Millette, Spink county, South Dakota in early 1900s

Transcription

Millette, Spink county, Dakota [Territory]
July 16, 1886

Dear John,

Some weeks have passed since I heard from you. Up until July 6th I have been more busy than I ever was before here. Since then I have spent my time in keeping life in my carcass—battling against excessive heat and dry scorching air (don’t say anything about for it is not favorable to country). Not a day has passed but I have thought of you & wondered how you & family were passing the summer. John, there are times that it seems I would give my little worldly possessions if I could only step into your house & have a visit with you. Occasionally life becomes wearisome on account of the monotony into which one is hurled when he travels so much as I. For nearly four years I have traveled over the plains, every day the eyes meeting the same sights—one vast stretch of almost level prairie. My entire travel in carriage would nearly equal one-third the distance around the earth. Well, if the Lord influence Grover—and I think no one less in calling can—I could be changed to a new field which would be a rest for a time at least.

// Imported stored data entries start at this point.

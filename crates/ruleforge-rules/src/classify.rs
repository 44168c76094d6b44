//! Token classification and normalization.
//!
//! Maps raw source tokens to [`RuleEntry`] values. Explicitly tagged tokens
//! (tagged dialects) go through [`entry_from_tag`]; untagged tokens are
//! classified by shape via [`classify_bare`].

use std::net::IpAddr;

use ipnet::IpNet;

use crate::error::RulesError;
use crate::rule::{RuleEntry, RuleKind};

/// Marker wrapping keyword rules in plain-list sources, e.g. `keyword:ads`.
pub const KEYWORD_MARKER: &str = "keyword:";

/// Strip a trailing `#` comment and surrounding whitespace.
///
/// Rule values never contain `#`, so everything from the first `#` on is
/// comment text.
pub fn strip_comment(line: &str) -> &str {
    let cut = match line.find('#') {
        Some(i) => &line[..i],
        None => line,
    };
    cut.trim()
}

/// Build an entry from an explicitly tagged kind and its raw value.
///
/// The value is normalized per kind; a value that fails normalization is an
/// `Unclassifiable` error (recoverable: the caller skips the line). An
/// `IP-CIDR` tag holding a v6 prefix is reclassified as `IP-CIDR6` and vice
/// versa — the parsed address family is authoritative, not the tag.
pub fn entry_from_tag(
    kind: RuleKind,
    raw: &str,
    source_id: &str,
) -> Result<RuleEntry, RulesError> {
    let raw = raw.trim();
    let unclassifiable = || RulesError::Unclassifiable {
        source_id: source_id.to_string(),
        token: raw.to_string(),
    };

    match kind {
        RuleKind::Domain => {
            let value = normalize_domain(raw).ok_or_else(unclassifiable)?;
            Ok(RuleEntry::new(RuleKind::Domain, value))
        }
        RuleKind::DomainSuffix => {
            let value = normalize_domain(strip_suffix_marker(raw)).ok_or_else(unclassifiable)?;
            Ok(RuleEntry::new(RuleKind::DomainSuffix, value))
        }
        RuleKind::DomainKeyword => {
            let value = normalize_keyword(raw).ok_or_else(unclassifiable)?;
            Ok(RuleEntry::new(RuleKind::DomainKeyword, value))
        }
        RuleKind::IpCidr | RuleKind::IpCidr6 => {
            let (kind, value) = normalize_cidr(raw).map_err(|_| unclassifiable())?;
            Ok(RuleEntry::new(kind, value))
        }
    }
}

/// Classify an untagged token by shape.
///
/// Priority: keyword marker, suffix marker, IP shape, hostname shape. A
/// hostname-shaped token becomes `Domain`, or `DomainSuffix` when the source
/// declares `domains_as_suffix` (upstream lists disagree on this convention,
/// so it is per-source configuration rather than a global guess).
pub fn classify_bare(
    token: &str,
    domains_as_suffix: bool,
    source_id: &str,
) -> Result<RuleEntry, RulesError> {
    let unclassifiable = || RulesError::Unclassifiable {
        source_id: source_id.to_string(),
        token: token.to_string(),
    };

    if let Some(keyword) = token.strip_prefix(KEYWORD_MARKER) {
        let value = normalize_keyword(keyword).ok_or_else(unclassifiable)?;
        return Ok(RuleEntry::new(RuleKind::DomainKeyword, value));
    }

    if has_suffix_marker(token) {
        let value = normalize_domain(strip_suffix_marker(token)).ok_or_else(unclassifiable)?;
        return Ok(RuleEntry::new(RuleKind::DomainSuffix, value));
    }

    if looks_like_ip(token) {
        let (kind, value) = normalize_cidr(token).map_err(|_| unclassifiable())?;
        return Ok(RuleEntry::new(kind, value));
    }

    if let Some(value) = normalize_domain(token) {
        let kind = if domains_as_suffix {
            RuleKind::DomainSuffix
        } else {
            RuleKind::Domain
        };
        return Ok(RuleEntry::new(kind, value));
    }

    Err(unclassifiable())
}

/// Parse and canonicalize a CIDR value.
///
/// A bare address is widened to its single-host prefix (`/32` or `/128`);
/// host bits beyond the prefix length are truncated so e.g. `10.1.2.3/8`
/// canonicalizes to `10.0.0.0/8`.
pub fn normalize_cidr(value: &str) -> Result<(RuleKind, String), RulesError> {
    let net: IpNet = if value.contains('/') {
        value
            .parse()
            .map_err(|e| RulesError::InvalidCidr(format!("{value}: {e}")))?
    } else {
        let ip: IpAddr = value
            .parse()
            .map_err(|e| RulesError::InvalidCidr(format!("{value}: {e}")))?;
        IpNet::from(ip)
    };

    let net = net.trunc();
    let kind = match net {
        IpNet::V4(_) => RuleKind::IpCidr,
        IpNet::V6(_) => RuleKind::IpCidr6,
    };
    Ok((kind, net.to_string()))
}

/// Lower-case and validate a hostname. Returns `None` for anything that is
/// not hostname-shaped (empty, empty labels, invalid characters).
fn normalize_domain(raw: &str) -> Option<String> {
    let lower = raw.trim().to_ascii_lowercase();
    if lower.is_empty() || lower.starts_with('.') || lower.ends_with('.') {
        return None;
    }
    let valid = lower.split('.').all(|label| {
        !label.is_empty()
            && label
                .chars()
                .all(|c| c.is_ascii_alphanumeric() || c == '-' || c == '_')
    });
    if valid { Some(lower) } else { None }
}

/// Lower-case and validate a keyword: any non-empty token without whitespace.
fn normalize_keyword(raw: &str) -> Option<String> {
    let lower = raw.trim().to_ascii_lowercase();
    if lower.is_empty() || lower.chars().any(|c| c.is_whitespace()) {
        return None;
    }
    Some(lower)
}

fn has_suffix_marker(token: &str) -> bool {
    token.starts_with("+.") || token.starts_with("*.") || token.starts_with('.')
}

/// Strip any number of leading suffix markers (`+.`, `*.`, `.`).
fn strip_suffix_marker(token: &str) -> &str {
    let mut t = token;
    loop {
        if let Some(rest) = t.strip_prefix("+.") {
            t = rest;
        } else if let Some(rest) = t.strip_prefix("*.") {
            t = rest;
        } else if let Some(rest) = t.strip_prefix('.') {
            t = rest;
        } else {
            return t;
        }
    }
}

/// True if the token is made only of CIDR characters. Hex letters are
/// allowed for v6; the token must still parse to count as an IP rule.
fn looks_like_ip(token: &str) -> bool {
    !token.is_empty()
        && token.chars().any(|c| c.is_ascii_digit())
        && (token.contains(':') || token.contains('.'))
        && token
            .chars()
            .all(|c| c.is_ascii_hexdigit() || c == '.' || c == ':' || c == '/')
}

John, I took a most interesting trip among the Sioux Indians recently & perhaps you may be interested in a brief account of the trip. I enclose a programme which will explain much. Well about 40 of us—women and men—started from Pierre 44.250 north latitude at about five o’clock a.m. After driving 25 miles north along the Missouri, we reached Ft. Sully which is located on a beautiful plateau overlooking the river. Only about 200 soldiers are kept there but everything is in the very finest shape. It is one of the most beautiful places I ever visited. Everything that Uncle Sam’s money could do to beautify & make pleasant has been done.

Soldiers playing baseball at Fort Sully in the 1870s.

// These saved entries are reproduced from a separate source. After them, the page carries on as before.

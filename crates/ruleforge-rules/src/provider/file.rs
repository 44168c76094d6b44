//! Local-file source provider.

use std::path::Path;

use crate::error::RulesError;

/// Read a source file's raw bytes.
pub async fn load(source_id: &str, path: &Path) -> Result<Vec<u8>, RulesError> {
    tokio::fs::read(path)
        .await
        .map_err(|e| RulesError::Fetch {
            source_id: source_id.to_string(),
            reason: format!("{}: {e}", path.display()),
        })
}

After a splendid breakfast with the soldiers, who were not only soldiers but gentlemen, we seated ourselves in the carriages & drove 8 miles to a point opposite Ft. Bennett where the Indians were encamped. Here we were to be ferried across in boats which would carry from 6 to 10 persons. The river at this point was about one mile wide. The current being so strong—7 miles per hour—the ladies and a few timid, feeble lads (including myself) waited on the bank to see the first loads across. I saw the oars were handled by skilled men and I planted my little feet in one of the boats & was soon an associate of the “poor red man.”

Fort Bennett, ca. 1886 (South Dakota State Archives)

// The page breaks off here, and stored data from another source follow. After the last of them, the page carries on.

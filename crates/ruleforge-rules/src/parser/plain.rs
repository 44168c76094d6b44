//! Plain-list dialect parsers.

use tracing::warn;

use crate::classify::{classify_bare, entry_from_tag, strip_comment};
use crate::error::RulesError;
use crate::parser::RawLine;
use crate::rule::{RuleEntry, RuleKind};

/// Iterate the meaningful lines of a plain source: comments and blanks are
/// dropped, inline comments stripped, line numbers preserved for diagnostics.
pub fn raw_lines(content: &str) -> impl Iterator<Item = RawLine<'_>> {
    content
        .lines()
        .enumerate()
        .map(|(i, line)| RawLine {
            text: strip_comment(line),
            number: i + 1,
        })
        .filter(|raw| !raw.text.is_empty())
}

/// Parse a plain rule list.
///
/// Each line is either `TAG,VALUE` (explicit kind; trailing comma-separated
/// fields such as policy names are stripped) or a bare token classified by
/// shape. Unrecognized lines are logged and skipped.
pub fn parse_list(
    source_id: &str,
    content: &str,
    domains_as_suffix: bool,
) -> Result<Vec<RuleEntry>, RulesError> {
    let mut entries = Vec::new();

    for raw in raw_lines(content) {
        let result = match tagged_parts(raw.text) {
            Some((kind, value)) => entry_from_tag(kind, value, source_id),
            None => classify_bare(raw.text, domains_as_suffix, source_id),
        };
        push_or_skip(&mut entries, result, source_id, raw.number)?;
    }

    Ok(entries)
}

/// Parse a domain-set source: one bare domain per line, leading `.` or `+.`
/// marking a suffix rule.
pub fn parse_domain_set(
    source_id: &str,
    content: &str,
    domains_as_suffix: bool,
) -> Result<Vec<RuleEntry>, RulesError> {
    let mut entries = Vec::new();

    for raw in raw_lines(content) {
        let result = classify_bare(raw.text, domains_as_suffix, source_id);
        push_or_skip(&mut entries, result, source_id, raw.number)?;
    }

    Ok(entries)
}

/// Split a `TAG,VALUE[,extra...]` line. Returns `None` when the line has no
/// comma or the tag is not a known kind (the caller falls back to shape
/// classification, which will reject unknown-tag lines as unclassifiable).
fn tagged_parts(line: &str) -> Option<(RuleKind, &str)> {
    let (tag, rest) = line.split_once(',')?;
    let kind = RuleKind::from_tag(tag.trim())?;
    // Take only the first value; ignore trailing fields like ",no-resolve"
    let value = rest.split(',').next().unwrap_or("").trim();
    Some((kind, value))
}

/// Apply the recoverable-per-line policy: unclassifiable lines are warned
/// about and skipped, anything else propagates.
fn push_or_skip(
    entries: &mut Vec<RuleEntry>,
    result: Result<RuleEntry, RulesError>,
    source_id: &str,
    line_number: usize,
) -> Result<(), RulesError> {
    match result {
        Ok(entry) => {
            entries.push(entry);
            Ok(())
        }
        Err(e) if e.is_recoverable() => {
            warn!(source = %source_id, line = line_number, "skipping line: {e}");
            Ok(())
        }
        Err(e) => Err(e),
    }
}
//! HTTP source provider.

use std::time::Duration;

use crate::error::RulesError;

/// Default HTTP request timeout.
const DEFAULT_TIMEOUT: Duration = Duration::from_secs(30);

/// Fetch a source's raw bytes from an HTTP/HTTPS URL.
pub async fn fetch_url(source_id: &str, url: &str) -> Result<Vec<u8>, RulesError> {
    tracing::debug!(source = %source_id, url = %url, "fetching remote source");

    let fetch_err = |reason: String| RulesError::Fetch {
        source_id: source_id.to_string(),
        reason,
    };

    let client = reqwest::Client::builder()
        .timeout(DEFAULT_TIMEOUT)
        .build()
        .map_err(|e| fetch_err(format!("failed to build HTTP client: {e}")))?;

    let response = client
        .get(url)
        .send()
        .await
        .map_err(|e| fetch_err(format!("request failed for {url}: {e}")))?;

    let status = response.status();
    if !status.is_success() {
        return Err(fetch_err(format!("HTTP {status} for {url}")));
    }

    let bytes = response
        .bytes()
        .await
        .map_err(|e| fetch_err(format!("failed to read response body: {e}")))?;

    tracing::debug!(source = %source_id, bytes = bytes.len(), "fetched remote source");
    Ok(bytes.to_vec())
}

It was proposed by one of the ladies that we go at once where rations were being issued to the Indians but a government officer suggested that for our stomach’s sake, we get dinner first. The suggestion was a good one. We finally went to see them. The sight was not the most pleasing. Those red devils eat everything except the hide and contents of the paunch, Squaws would fight over guts. They eat their fill of guts, liver, &c. while the carcass of the cattle are warm. A squaw will put one end of a gut in her mouth and with her fingers force as much of the contents out as possible and chew till filled. They are lower than the whelps which follow them around. This government may do all they may to make human beings out of them but it will be to no purpose.

I visited a school established near Ft. Bennett. 1 The young Indians do fine work but when they leave school and go back to the tribe they speak their own language & in a short time no one would suspect that they ever saw a school room. Their dress consists of greasy loose blankets and garments principally. A few have been more tidy and have preserved in quite good condition the clothes given by government. There are too, quite a number of “squaw men”—specimens of humanity in white skins who marry squaws & live at the expense of government same as Indians. Some of this class are quite wealthy. We satisfied our entire desire to see Sioux Indians and recrossed the river resolving that was enough for all time to come. Please write soon. Affectionately, — E. A. Dye

1 The Cheyenne River Agency was established at Fort Bennett in 1878. The Cheyenne River Agency Boarding School for Indian Boys was sited there and St. John’s—a school for girls—was sited nearby.